DATASET CONTENT>
- - -
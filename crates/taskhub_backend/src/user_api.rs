use anyhow::Context as _;
use futures::future::BoxFuture;
use reqwest::Method;
use std::time::Duration;
use taskhub_api::{ChangePasswordRequest, ProfileUpdate, UserProfile};

const API_BASE_URL_DEFAULT: &str = "http://127.0.0.1:5000/api-v1";
const HTTP_TIMEOUT: Duration = Duration::from_secs(20);

/// Backend user endpoints as seen by the client core: opaque fetchers and
/// mutators returning decoded values or error strings.
pub trait UserProfileApi: Send + Sync {
    fn fetch_profile(&self) -> BoxFuture<'static, Result<UserProfile, String>>;

    fn update_profile(&self, update: ProfileUpdate)
    -> BoxFuture<'static, Result<UserProfile, String>>;

    fn change_password(
        &self,
        request: ChangePasswordRequest,
    ) -> BoxFuture<'static, Result<(), String>>;
}

#[derive(Clone)]
pub struct HttpUserApi {
    http: reqwest::Client,
    base_url: String,
    auth_token: Option<String>,
}

impl HttpUserApi {
    pub fn new(base_url: impl Into<String>, auth_token: Option<String>) -> anyhow::Result<Self> {
        let http = reqwest::Client::builder()
            .timeout(HTTP_TIMEOUT)
            .build()
            .context("failed to build http client")?;
        Ok(Self {
            http,
            base_url: base_url.into().trim_end_matches('/').to_owned(),
            auth_token,
        })
    }

    pub fn from_env() -> anyhow::Result<Self> {
        let base_url = std::env::var("TASKHUB_API_BASE_URL")
            .unwrap_or_else(|_| API_BASE_URL_DEFAULT.to_owned());
        let auth_token = std::env::var("TASKHUB_AUTH_TOKEN")
            .ok()
            .map(|v| v.trim().to_owned())
            .filter(|v| !v.is_empty());
        Self::new(base_url, auth_token)
    }

    fn request(&self, method: Method, path: &str) -> reqwest::RequestBuilder {
        let mut req = self.http.request(method, format!("{}{path}", self.base_url));
        if let Some(token) = &self.auth_token {
            req = req.bearer_auth(token);
        }
        req
    }

    async fn get_profile(&self) -> Result<UserProfile, String> {
        let res = self
            .request(Method::GET, "/users/profile")
            .send()
            .await
            .map_err(|err| format!("fetch profile: {err}"))?;
        decode_json(res, "profile").await
    }

    async fn put_profile(&self, update: ProfileUpdate) -> Result<UserProfile, String> {
        let res = self
            .request(Method::PUT, "/users/profile")
            .json(&update)
            .send()
            .await
            .map_err(|err| format!("update profile: {err}"))?;
        decode_json(res, "profile").await
    }

    async fn post_change_password(&self, request: ChangePasswordRequest) -> Result<(), String> {
        let res = self
            .request(Method::POST, "/users/change-password")
            .json(&request)
            .send()
            .await
            .map_err(|err| format!("change password: {err}"))?;
        let status = res.status();
        if !status.is_success() {
            return Err(format!("change password: backend returned {status}"));
        }
        Ok(())
    }
}

async fn decode_json<T: serde::de::DeserializeOwned>(
    res: reqwest::Response,
    what: &str,
) -> Result<T, String> {
    let status = res.status();
    if !status.is_success() {
        return Err(format!("fetch {what}: backend returned {status}"));
    }
    let body = res
        .bytes()
        .await
        .map_err(|err| format!("fetch {what}: {err}"))?;
    serde_json::from_slice(&body).map_err(|err| format!("decode {what} response: {err}"))
}

impl UserProfileApi for HttpUserApi {
    fn fetch_profile(&self) -> BoxFuture<'static, Result<UserProfile, String>> {
        let this = self.clone();
        Box::pin(async move { this.get_profile().await })
    }

    fn update_profile(
        &self,
        update: ProfileUpdate,
    ) -> BoxFuture<'static, Result<UserProfile, String>> {
        let this = self.clone();
        Box::pin(async move { this.put_profile(update).await })
    }

    fn change_password(
        &self,
        request: ChangePasswordRequest,
    ) -> BoxFuture<'static, Result<(), String>> {
        let this = self.clone();
        Box::pin(async move { this.post_change_password(request).await })
    }
}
- - -
All entries must be printed exactly, with nothing omitted.

filename crates/taskhub_backend/src/user_api.rs
use anyhow::Context as _;
use futures::future::BoxFuture;
use reqwest::Method;
use std::time::Duration;
use taskhub_api::{ChangePasswordRequest, ProfileUpdate, UserProfile};

const API_BASE_URL_DEFAULT: &str = "http://127.0.0.1:5000/api-v1";
const HTTP_TIMEOUT: Duration = Duration::from_secs(20);

/// Backend user endpoints as seen by the client core: opaque fetchers and
/// mutators returning decoded values or error strings.
pub trait UserProfileApi: Send + Sync {
    fn fetch_profile(&self) -> BoxFuture<'static, Result<UserProfile, String>>;

    fn update_profile(&self, update: ProfileUpdate)
    -> BoxFuture<'static, Result<UserProfile, String>>;

    fn change_password(
        &self,
        request: ChangePasswordRequest,
    ) -> BoxFuture<'static, Result<(), String>>;
}

#[derive(Clone)]
pub struct HttpUserApi {
    http: reqwest::Client,
    base_url: String,
    auth_token: Option<String>,
}

impl HttpUserApi {
    pub fn new(base_url: impl Into<String>, auth_token: Option<String>) -> anyhow::Result<Self> {
        let http = reqwest::Client::builder()
            .timeout(HTTP_TIMEOUT)
            .build()
            .context("failed to build http client")?;
        Ok(Self {
            http,
            base_url: base_url.into().trim_end_matches('/').to_owned(),
            auth_token,
        })
    }

    pub fn from_env() -> anyhow::Result<Self> {
        let base_url = std::env::var("TASKHUB_API_BASE_URL")
            .unwrap_or_else(|_| API_BASE_URL_DEFAULT.to_owned());
        let auth_token = std::env::var("TASKHUB_AUTH_TOKEN")
            .ok()
            .map(|v| v.trim().to_owned())
            .filter(|v| !v.is_empty());
        Self::new(base_url, auth_token)
    }

    fn request(&self, method: Method, path: &str) -> reqwest::RequestBuilder {
        let mut req = self.http.request(method, format!("{}{path}", self.base_url));
        if let Some(token) = &self.auth_token {
            req = req.bearer_auth(token);
        }
        req
    }

    async fn get_profile(&self) -> Result<UserProfile, String> {
        let res = self
            .request(Method::GET, "/users/profile")
            .send()
            .await
            .map_err(|err| format!("fetch profile: {err}"))?;
        decode_json(res, "profile").await
    }

    async fn put_profile(&self, update: ProfileUpdate) -> Result<UserProfile, String> {
        let res = self
            .request(Method::PUT, "/users/profile")
            .json(&update)
            .send()
            .await
            .map_err(|err| format!("update profile: {err}"))?;
        decode_json(res, "profile").await
    }

    async fn post_change_password(&self, request: ChangePasswordRequest) -> Result<(), String> {
        let res = self
            .request(Method::POST, "/users/change-password")
            .json(&request)
            .send()
            .await
            .map_err(|err| format!("change password: {err}"))?;
        let status = res.status();
        if !status.is_success() {
            return Err(format!("change password: backend returned {status}"));
        }
        Ok(())
    }
}

async fn decode_json<T: serde::de::DeserializeOwned>(
    res: reqwest::Response,
    what: &str,
) -> Result<T, String> {
    let status = res.status();
    if !status.is_success() {
        return Err(format!("fetch {what}: backend returned {status}"));
    }
    let body = res
        .bytes()
        .await
        .map_err(|err| format!("fetch {what}: {err}"))?;
    serde_json::from_slice(&body).map_err(|err| format!("decode {what} response: {err}"))
}

impl UserProfileApi for HttpUserApi {
    fn fetch_profile(&self) -> BoxFuture<'static, Result<UserProfile, String>> {
        let this = self.clone();
        Box::pin(async move { this.get_profile().await })
    }

    fn update_profile(
        &self,
        update: ProfileUpdate,
    ) -> BoxFuture<'static, Result<UserProfile, String>> {
        let this = self.clone();
        Box::pin(async move { this.put_profile(update).await })
    }

    fn change_password(
        &self,
        request: ChangePasswordRequest,
    ) -> BoxFuture<'static, Result<(), String>> {
        let this = self.clone();
        Box::pin(async move { this.post_change_password(request).await })
    }
}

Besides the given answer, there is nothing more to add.